Solving Systems of Equations Algebraically

In this case, we will be using liner-quadratic systems. A system is a series of two equations in which you can substitute one equation and put it in the other and use this to find the values for x, usually by factoring at one point. You can also find Y if you please. You can plug the variables you found back in to get points, some linear-quadratic systems have no answers, sometimes just one point, and can have two points. The answers or points are where the two shapes intersect. If there is only one answer then they only intersect once if there are two then they intersect twice.

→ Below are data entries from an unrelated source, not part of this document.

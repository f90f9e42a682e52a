use sea_orm::entity::prelude::*;

#[derive(Clone, Debug, PartialEq, DeriveEntityModel)]
#[sea_orm(table_name = "posts")]
pub struct Model {
    #[sea_orm(primary_key)]
    pub id: i32,
    pub title: String,
    #[sea_orm(column_type = "Text")]
    pub content: String,
    pub status: String,
    pub author_id: i32,
    pub published_at: Option<DateTime>,
    /// Stored image path; upload and deletion of the bytes live elsewhere.
    pub image: Option<String>,
    pub created_at: DateTime,
    pub updated_at: DateTime,
}

#[derive(Copy, Clone, Debug, EnumIter, DeriveRelation)]
pub enum Relation {
    #[sea_orm(
        belongs_to = "super::user::Entity",
        from = "Column::AuthorId",
        to = "super::user::Column::Id"
    )]
    Author,
    #[sea_orm(has_many = "super::comment::Entity")]
    Comments,
}

impl Related<super::user::Entity> for Entity {
    fn to() -> RelationDef {
        Relation::Author.def()
    }
}

impl Related<super::comment::Entity> for Entity {
    fn to() -> RelationDef {
        Relation::Comments.def()
    }
}

impl Related<super::tag::Entity> for Entity {
    fn to() -> RelationDef {
        super::post_tag::Relation::Tag.def()
    }

    fn via() -> Option<RelationDef> {
        Some(super::post_tag::Relation::Post.def().rev())
    }
}

impl ActiveModelBehavior for ActiveModel {}
use sea_orm::entity::prelude::*;

#[derive(Clone, Debug, PartialEq, DeriveEntityModel)]
#[sea_orm(table_name = "comments")]
pub struct Model {
    #[sea_orm(primary_key)]
    pub id: i32,
    pub post_id: i32,
    #[sea_orm(column_type = "Text")]
    pub content: String,
    pub created_by: i32,
    pub created_at: DateTime,
    pub updated_at: DateTime,
}

#[derive(Copy, Clone, Debug, EnumIter, DeriveRelation)]
pub enum Relation {
    #[sea_orm(
        belongs_to = "super::post::Entity",
        from = "Column::PostId",
        to = "super::post::Column::Id"
    )]
    Post,
    #[sea_orm(
        belongs_to = "super::user::Entity",
        from = "Column::CreatedBy",
        to = "super::user::Column::Id"
    )]
    Author,
}

impl Related<super::post::Entity> for Entity {
    fn to() -> RelationDef {
        Relation::Post.def()
    }
}

impl Related<super::user::Entity> for Entity {
    fn to() -> RelationDef {
        Relation::Author.def()
    }
}

impl ActiveModelBehavior for ActiveModel {}
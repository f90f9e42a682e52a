// Comment listing, creation and owner-scoped deletion.

mod common;

use blogcrate::ApiError;
use blogcrate::models::ListParams;
use blogcrate::services::{CommentInput, CommentService};
use common::{seed_blog, setup_test_db};

#[tokio::test]
async fn comments_list_newest_first_with_author_names() {
    let db = setup_test_db().await.expect("db setup");
    seed_blog(&db).await.expect("seed");

    let page = CommentService::list_for_post(&db, 1, &ListParams::default())
        .await
        .expect("list");
    assert_eq!(page.meta.total, 2);
    let ids: Vec<i32> = page.data.iter().map(|comment| comment.id).collect();
    assert_eq!(ids, vec![1, 2]);
    assert_eq!(page.data[0].author.as_deref(), Some("Bob"));
    assert_eq!(page.data[1].author.as_deref(), Some("Carol"));
}

#[tokio::test]
async fn comments_paginate() {
    let db = setup_test_db().await.expect("db setup");
    seed_blog(&db).await.expect("seed");

    let params = ListParams {
        per_page: Some(1),
        page: Some(2),
        ..Default::default()
    };
    let page = CommentService::list_for_post(&db, 1, &params)
        .await
        .expect("list");
    assert_eq!(page.data.len(), 1);
    assert_eq!(page.data[0].id, 2);
    assert_eq!(page.meta.last_page, 2);
}

#[tokio::test]
async fn create_stamps_the_acting_user() {
    let db = setup_test_db().await.expect("db setup");
    seed_blog(&db).await.expect("seed");

    let comment = CommentService::create(
        &db,
        CommentInput {
            post_id: 1,
            content: "Bookmarked".to_string(),
        },
        2,
    )
    .await
    .expect("create");
    assert_eq!(comment.created_by, 2);
    assert_eq!(comment.author.as_deref(), Some("Bob"));
    assert_eq!(comment.post_id, 1);

    let page = CommentService::list_for_post(&db, 1, &ListParams::default())
        .await
        .expect("list");
    assert_eq!(page.meta.total, 3);
}

#[tokio::test]
async fn delete_requires_ownership() {
    let db = setup_test_db().await.expect("db setup");
    seed_blog(&db).await.expect("seed");

    // Comment 1 belongs to user 2; user 3 cannot delete it and cannot tell
    // it exists.
    let err = CommentService::delete(&db, 1, 3)
        .await
        .expect_err("foreign comment");
    assert!(matches!(err, ApiError::NotFound { .. }));

    let page = CommentService::list_for_post(&db, 1, &ListParams::default())
        .await
        .expect("list");
    assert_eq!(page.meta.total, 2);

    CommentService::delete(&db, 1, 2).await.expect("own comment");
    let page = CommentService::list_for_post(&db, 1, &ListParams::default())
        .await
        .expect("list");
    assert_eq!(page.meta.total, 1);
}
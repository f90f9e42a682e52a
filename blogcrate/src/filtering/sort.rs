//! Ordering resolution for listing requests.
//!
//! A plain `order_by` resolves against the entity's sortable columns and
//! becomes a top-level `ORDER BY`. A dotted `order_by` (`relation.column`)
//! orders the eager-loaded relation collection instead: the top-level row
//! order stays at the entity default, and only the order of rows *inside*
//! each loaded collection changes. Pagination therefore stays stable under
//! relation-scoped ordering.

use sea_orm::{ColumnTrait, Order};

use super::config::{FilterConfig, split_dotted};

/// Ordering applied to an eager-loaded relation collection.
#[derive(Debug, Clone)]
pub struct RelatedOrder {
    pub relation: String,
    pub column: String,
    pub direction: Order,
}

/// Resolved ordering for one request.
#[derive(Debug, Clone)]
pub enum ResolvedOrder<C> {
    /// Sort top-level rows by an entity column.
    Column { column: C, direction: Order },
    /// Sort rows within an eager-loaded relation collection.
    Related(RelatedOrder),
}

/// Normalize a sort direction. Only `asc` and `desc` (any case) are
/// accepted; anything else falls back to descending.
#[must_use]
pub fn parse_direction(sort_by: Option<&str>) -> Order {
    match sort_by.map(|value| value.trim().to_lowercase()).as_deref() {
        Some("asc") => Order::Asc,
        _ => Order::Desc,
    }
}

/// Resolve `order_by`/`sort_by` into an ordering.
///
/// Unknown column names fall back to the default column; dotted names whose
/// relation is not declared also fall back to the default column.
pub fn resolve_order<C>(
    order_by: Option<&str>,
    sort_by: Option<&str>,
    sortable: &[(&'static str, C)],
    default_column: C,
    config: &FilterConfig,
) -> ResolvedOrder<C>
where
    C: ColumnTrait + Copy,
{
    let direction = parse_direction(sort_by);
    let Some(order_by) = order_by.map(str::trim).filter(|value| !value.is_empty()) else {
        return ResolvedOrder::Column {
            column: default_column,
            direction,
        };
    };

    if let Some((relation, column)) = split_dotted(order_by) {
        if !column.contains('.') && config.relation(relation).is_some() {
            return ResolvedOrder::Related(RelatedOrder {
                relation: relation.to_string(),
                column: column.to_string(),
                direction,
            });
        }
        tracing::debug!(order_by, "unresolvable relation ordering, using default");
        return ResolvedOrder::Column {
            column: default_column,
            direction,
        };
    }

    let column = sortable
        .iter()
        .find(|(name, _)| *name == order_by)
        .map_or(default_column, |&(_, column)| column);
    ResolvedOrder::Column { column, direction }
}
use sea_orm::entity::prelude::*;

#[derive(Clone, Debug, PartialEq, DeriveEntityModel)]
#[sea_orm(table_name = "users")]
pub struct Model {
    #[sea_orm(primary_key)]
    pub id: i32,
    pub name: String,
    #[sea_orm(unique)]
    pub email: String,
}

#[derive(Copy, Clone, Debug, EnumIter, DeriveRelation)]
pub enum Relation {
    #[sea_orm(has_many = "super::post::Entity")]
    Posts,
    #[sea_orm(has_many = "super::comment::Entity")]
    Comments,
}

impl Related<super::post::Entity> for Entity {
    fn to() -> RelationDef {
        Relation::Posts.def()
    }
}

impl Related<super::comment::Entity> for Entity {
    fn to() -> RelationDef {
        Relation::Comments.def()
    }
}

impl ActiveModelBehavior for ActiveModel {}
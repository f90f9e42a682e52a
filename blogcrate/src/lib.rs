//! # blogcrate
//!
//! Filterable, paginated blog post services built on Sea-ORM.
//!
//! The crate is organised around a declarative filtering engine: each entity
//! service declares a static [`FilterConfig`](filtering::FilterConfig) mapping
//! external request parameters to typed column predicates (including
//! single-hop relation constraints), and the [`FilterEngine`] turns an
//! incoming [`ListParams`] into a filtered, ordered, paginated result set.
//!
//! ```rust,ignore
//! let posts = PostService::new()?;
//! let params = ListParams::from_query("status=Active&tag_ids[]=2&tag_ids[]=5&per_page=10");
//! let page = posts.list(&db, &params).await?;
//! assert_eq!(page.meta.per_page, 10);
//! ```

pub mod entities;
pub mod errors;
pub mod filtering;
pub mod models;
pub mod services;
pub mod traits;

pub use errors::ApiError;
pub use filtering::FilterEngine;
pub use models::{FilterParams, FilterValue, ListParams, Paginated};
pub use traits::FilterableResource;
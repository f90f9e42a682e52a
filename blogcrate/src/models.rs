//! Request parameters and paginated response envelopes.
//!
//! [`ListParams`] is the decoded form of a listing request: the reserved
//! parameters (`search`, `order_by`, `sort_by`, `per_page`, `page`) plus the
//! remaining ad-hoc filter parameters. Two encodings are accepted at the
//! boundary:
//!
//! - Query strings, with the bracket convention for arrays:
//!   `status=Active&tag_ids[]=2&tag_ids[]=5`
//! - A JSON object: `{"status": "Active", "tag_ids": [2, 5]}`
//!
//! [`Paginated`] is the page envelope clients consume; its `meta` shape
//! (`current_page`, `per_page`, `total`, `last_page`, `from`, `to`) is part
//! of the public contract.

use serde::Serialize;
use std::collections::HashMap;
use utoipa::ToSchema;

/// Parameter names that are never treated as entity filter keys.
pub const RESERVED_PARAMS: [&str; 5] = ["search", "order_by", "sort_by", "per_page", "page"];

/// A single raw filter value: one scalar or a list of scalars.
///
/// Values stay as strings until the filtering layer coerces them with the
/// configured value type.
#[derive(Debug, Clone, PartialEq, Eq)]
pub enum FilterValue {
    Single(String),
    Many(Vec<String>),
}

impl FilterValue {
    /// Empty values mean "not provided" and are skipped by the engine.
    #[must_use]
    pub fn is_empty(&self) -> bool {
        match self {
            Self::Single(value) => value.trim().is_empty(),
            Self::Many(values) => values.is_empty(),
        }
    }
}

/// Ad-hoc filter parameters keyed by external parameter name.
pub type FilterParams = HashMap<String, FilterValue>;

/// Decoded listing request: reserved parameters plus entity filters.
#[derive(Debug, Clone, Default)]
pub struct ListParams {
    pub search: Option<String>,
    pub order_by: Option<String>,
    pub sort_by: Option<String>,
    pub per_page: Option<u64>,
    pub page: Option<u64>,
    pub filters: FilterParams,
}

impl ListParams {
    /// Decode a raw query string.
    ///
    /// Keys ending in `[]` accumulate into a list value; reserved keys are
    /// routed to their dedicated fields and never reach the filter map.
    /// Unparseable `per_page`/`page` values fall back to the defaults.
    #[must_use]
    pub fn from_query(query: &str) -> Self {
        let mut params = Self::default();
        for (key, value) in url::form_urlencoded::parse(query.as_bytes()) {
            params.absorb(&key, value.into_owned());
        }
        params
    }

    /// Decode a JSON object encoding of the same parameters.
    ///
    /// Invalid JSON yields empty parameters (logged at warn level); nested
    /// objects and nulls are skipped.
    #[must_use]
    pub fn from_json(raw: &str) -> Self {
        let parsed: serde_json::Value = match serde_json::from_str(raw) {
            Ok(value) => value,
            Err(err) => {
                tracing::warn!(error = %err, "invalid JSON in filter parameters");
                return Self::default();
            }
        };
        let Some(object) = parsed.as_object() else {
            tracing::warn!("filter parameters must be a JSON object");
            return Self::default();
        };

        let mut params = Self::default();
        for (key, value) in object {
            match value {
                serde_json::Value::String(s) => params.absorb(key, s.clone()),
                serde_json::Value::Number(n) => params.absorb(key, n.to_string()),
                serde_json::Value::Bool(b) => params.absorb(key, b.to_string()),
                serde_json::Value::Array(items) => {
                    let values: Vec<String> = items
                        .iter()
                        .filter_map(|item| match item {
                            serde_json::Value::String(s) => Some(s.clone()),
                            serde_json::Value::Number(n) => Some(n.to_string()),
                            serde_json::Value::Bool(b) => Some(b.to_string()),
                            _ => None,
                        })
                        .collect();
                    params.filters.insert(key.clone(), FilterValue::Many(values));
                }
                _ => {}
            }
        }
        params
    }

    fn absorb(&mut self, key: &str, value: String) {
        match key {
            "search" => self.search = non_empty(value),
            "order_by" => self.order_by = non_empty(value),
            "sort_by" => self.sort_by = non_empty(value),
            "per_page" => self.per_page = value.trim().parse().ok().filter(|n| *n > 0),
            "page" => self.page = value.trim().parse().ok().filter(|n| *n > 0),
            _ => {
                if let Some(base) = key.strip_suffix("[]") {
                    let slot = self
                        .filters
                        .entry(base.to_string())
                        .or_insert_with(|| FilterValue::Many(Vec::new()));
                    if let FilterValue::Many(items) = slot {
                        items.push(value);
                    } else {
                        *slot = FilterValue::Many(vec![value]);
                    }
                } else {
                    self.filters
                        .insert(key.to_string(), FilterValue::Single(value));
                }
            }
        }
    }
}

fn non_empty(value: String) -> Option<String> {
    let trimmed = value.trim();
    if trimmed.is_empty() {
        None
    } else {
        Some(trimmed.to_string())
    }
}

/// Pagination metadata, in the shape pagination-aware clients expect.
#[derive(Debug, Clone, PartialEq, Eq, Serialize, ToSchema)]
pub struct PageMeta {
    pub current_page: u64,
    pub per_page: u64,
    pub total: u64,
    pub last_page: u64,
    /// 1-based index of the first item on this page, null when empty.
    pub from: Option<u64>,
    /// 1-based index of the last item on this page, null when empty.
    pub to: Option<u64>,
}

/// Neighbouring page numbers. URL rendering belongs to the HTTP layer.
#[derive(Debug, Clone, PartialEq, Eq, Serialize, ToSchema)]
pub struct PageLinks {
    pub first: u64,
    pub last: u64,
    pub prev: Option<u64>,
    pub next: Option<u64>,
}

/// One page of results plus pagination metadata.
#[derive(Debug, Clone, Serialize)]
pub struct Paginated<T> {
    pub data: Vec<T>,
    pub meta: PageMeta,
    pub links: PageLinks,
}

impl<T> Paginated<T> {
    /// Assemble a page envelope. `last_page` is at least 1 so clients can
    /// always render a pager, even over an empty result set.
    #[must_use]
    pub fn new(data: Vec<T>, current_page: u64, per_page: u64, total: u64) -> Self {
        let last_page = if total == 0 {
            1
        } else {
            total.div_ceil(per_page.max(1))
        };
        let (from, to) = if data.is_empty() {
            (None, None)
        } else {
            let from = (current_page - 1) * per_page + 1;
            (Some(from), Some(from + data.len() as u64 - 1))
        };
        Self {
            meta: PageMeta {
                current_page,
                per_page,
                total,
                last_page,
                from,
                to,
            },
            links: PageLinks {
                first: 1,
                last: last_page,
                prev: (current_page > 1).then(|| current_page - 1),
                next: (current_page < last_page).then(|| current_page + 1),
            },
            data,
        }
    }
}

We will show this process with the system
1: $y=3x -2$

2: $x^2+ 4x -2 =y$

We will plug the first one into the second one like so $x^2+ 4x -2 = 3x -2$

This will give us

We will now bring over 3x-2 to the left side. We do this because it is quadratic and this is the only way we can find x by factoring. By using the zero product law we can isolate x $x^2 + x =0$

This  looks a little different and harder to factor but it is not, we will just bring out x. $x(x+1) =0$

and so to make this zero we know that x is 0 and -1

We are not done here, however. We must find the y values and this will give us the points of intersection. We will plug 0 and -1 back into the equation to find y. I will use the first equation and start with 0=x

y=3x -2

insert x $y=3(0) -2$

then $y=-2$

So one of the points is (0,-2)

We will now find the next one using -1 $y=3(-1) -2$

then $y=-3 -2$

so $y=-5$

and the other point is (-1, -5)

So the two solutions or points of intersection are  (0,-2) and (-1,-5). This is how to solve a Linear-Quadratic system. We can also check our answers using desmos.